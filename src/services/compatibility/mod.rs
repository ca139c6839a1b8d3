//! Fingerprint compatibility.
//!
//! - [`FingerprintModel`]: per-dimension matrix and hard-block predicates
//! - [`AvoidRuleMatcher`]: keyword scan of free-text avoid rules
//! - [`CompatibilityScorer`]: verdicts and ranking
//! - [`CompatibilityService`]: scoring plus registry bookkeeping

mod avoid;
mod model;
mod scorer;
mod service;

pub use avoid::{AvoidConflict, AvoidRuleMatcher, AvoidScan};
pub use model::{CompatibilityMatrix, DimensionComparison, DimensionMatch, FingerprintModel};
pub use scorer::{Candidate, CompatibilityScorer, rank};
pub use service::CompatibilityService;
//! Fingerprint compatibility rules.
//!
//! Per-dimension comparison is generic over [`DimensionValue`], so every
//! dimension is matched on its own closed enumeration. The three hard-block
//! predicates look at a *pair* of fingerprints and are independent of score.

use crate::config::RuleTables;
use crate::models::{CanonicalFingerprint, Dimension, DimensionValue, RejectReason};
use std::sync::Arc;

/// How two values of one dimension relate.
#[derive(Debug, Clone, Copy, PartialEq, Eq)]
pub enum DimensionMatch {
    /// Identical values.
    Exact,
    /// Values differ, but one side is the wildcard.
    Wildcard,
    /// Two different concrete values.
    Mismatch,
}

impl DimensionMatch {
    /// Score contributed to the accumulated total.
    #[must_use]
    pub const fn score(self) -> f32 {
        match self {
            Self::Exact => 1.0,
            Self::Wildcard => 0.5,
            Self::Mismatch => 0.0,
        }
    }
}

/// Compatibility matrix for a single dimension.
#[derive(Debug, Clone, Copy, PartialEq, Eq)]
pub struct CompatibilityMatrix;

impl CompatibilityMatrix {
    /// Returns true if both values are identical.
    #[must_use]
    pub fn exact<V: DimensionValue>(a: V, b: V) -> bool {
        a == b
    }

    /// Returns true if the values differ but the wildcard reconciles them.
    #[must_use]
    pub fn compatible_mismatch<V: DimensionValue>(a: V, b: V) -> bool {
        a != b && (a.is_wildcard() || b.is_wildcard())
    }

    /// Returns true if the values are two different concrete values.
    #[must_use]
    pub fn incompatible<V: DimensionValue>(a: V, b: V) -> bool {
        a != b && !a.is_wildcard() && !b.is_wildcard()
    }

    /// Classifies a pair of values.
    #[must_use]
    pub fn compare<V: DimensionValue>(a: V, b: V) -> DimensionMatch {
        if Self::exact(a, b) {
            DimensionMatch::Exact
        } else if Self::compatible_mismatch(a, b) {
            DimensionMatch::Wildcard
        } else {
            DimensionMatch::Mismatch
        }
    }
}

/// Outcome of comparing one dimension of two fingerprints.
#[derive(Debug, Clone, Copy, PartialEq, Eq)]
pub struct DimensionComparison {
    /// The dimension compared.
    pub dimension: Dimension,
    /// Target's value.
    pub target: &'static str,
    /// Candidate's value.
    pub candidate: &'static str,
    /// Relation between the two.
    pub outcome: DimensionMatch,
}

/// Pairwise fingerprint rules backed by the configured rule tables.
#[derive(Debug, Clone)]
pub struct FingerprintModel {
    rules: Arc<RuleTables>,
}

impl FingerprintModel {
    /// Creates a model over the given rule tables.
    #[must_use]
    pub const fn new(rules: Arc<RuleTables>) -> Self {
        Self { rules }
    }

    /// Returns the rule tables.
    #[must_use]
    pub fn rules(&self) -> &RuleTables {
        &self.rules
    }

    /// Compares all five dimensions in declaration order.
    #[must_use]
    pub fn compare(
        &self,
        target: &CanonicalFingerprint,
        candidate: &CanonicalFingerprint,
    ) -> [DimensionComparison; 5] {
        let outcome = |dimension: Dimension| match dimension {
            Dimension::Setting => CompatibilityMatrix::compare(target.setting, candidate.setting),
            Dimension::PrimaryFear => {
                CompatibilityMatrix::compare(target.primary_fear, candidate.primary_fear)
            },
            Dimension::Antagonist => {
                CompatibilityMatrix::compare(target.antagonist, candidate.antagonist)
            },
            Dimension::Mechanism => {
                CompatibilityMatrix::compare(target.mechanism, candidate.mechanism)
            },
            Dimension::Twist => CompatibilityMatrix::compare(target.twist, candidate.twist),
        };

        Dimension::ALL.map(|dimension| DimensionComparison {
            dimension,
            target: target.value_of(dimension),
            candidate: candidate.value_of(dimension),
            outcome: outcome(dimension),
        })
    }

    /// Evaluates the hard-block predicates in declaration order and returns
    /// every one that fired.
    #[must_use]
    pub fn hard_blocks(
        &self,
        target: &CanonicalFingerprint,
        candidate: &CanonicalFingerprint,
    ) -> Vec<RejectReason> {
        let mut reasons = Vec::new();
        if Self::core_fear_mismatch(target, candidate) {
            reasons.push(RejectReason::CoreFearMismatch);
        }
        if Self::concrete_setting_mismatch(target, candidate) {
            reasons.push(RejectReason::ConcreteSettingMismatch);
        }
        if self.exclusive_antagonist_pair(target, candidate) {
            reasons.push(RejectReason::ExclusiveAntagonistPair);
        }
        reasons
    }

    /// The identity-defining fear differs.
    #[must_use]
    pub fn core_fear_mismatch(
        target: &CanonicalFingerprint,
        candidate: &CanonicalFingerprint,
    ) -> bool {
        target.primary_fear != candidate.primary_fear
    }

    /// Both settings are concrete and differ.
    #[must_use]
    pub fn concrete_setting_mismatch(
        target: &CanonicalFingerprint,
        candidate: &CanonicalFingerprint,
    ) -> bool {
        CompatibilityMatrix::incompatible(target.setting, candidate.setting)
    }

    /// Both antagonists are concrete and the pair is on the denylist.
    #[must_use]
    pub fn exclusive_antagonist_pair(
        &self,
        target: &CanonicalFingerprint,
        candidate: &CanonicalFingerprint,
    ) -> bool {
        !target.antagonist.is_wildcard()
            && !candidate.antagonist.is_wildcard()
            && self
                .rules
                .is_exclusive_pair(target.antagonist, candidate.antagonist)
    }
}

#### Exercise details:
Take the first line of the material above as the start and the line that contains "use crate::config::RuleTables;" as the end. Output only that span, every line exactly as it stands.

#### Result of this task:
filename src/services/compatibility/mod.rs
repository ca139c6839a1b8d3
//! Fingerprint compatibility.
//!
//! - [`FingerprintModel`]: per-dimension matrix and hard-block predicates
//! - [`AvoidRuleMatcher`]: keyword scan of free-text avoid rules
//! - [`CompatibilityScorer`]: verdicts and ranking
//! - [`CompatibilityService`]: scoring plus registry bookkeeping

mod avoid;
mod model;
mod scorer;
mod service;

pub use avoid::{AvoidConflict, AvoidRuleMatcher, AvoidScan};
pub use model::{CompatibilityMatrix, DimensionComparison, DimensionMatch, FingerprintModel};
pub use scorer::{Candidate, CompatibilityScorer, rank};
pub use service::CompatibilityService;
//! Fingerprint compatibility rules.
//!
//! Per-dimension comparison is generic over [`DimensionValue`], so every
//! dimension is matched on its own closed enumeration. The three hard-block
//! predicates look at a *pair* of fingerprints and are independent of score.

use crate::config::RuleTables;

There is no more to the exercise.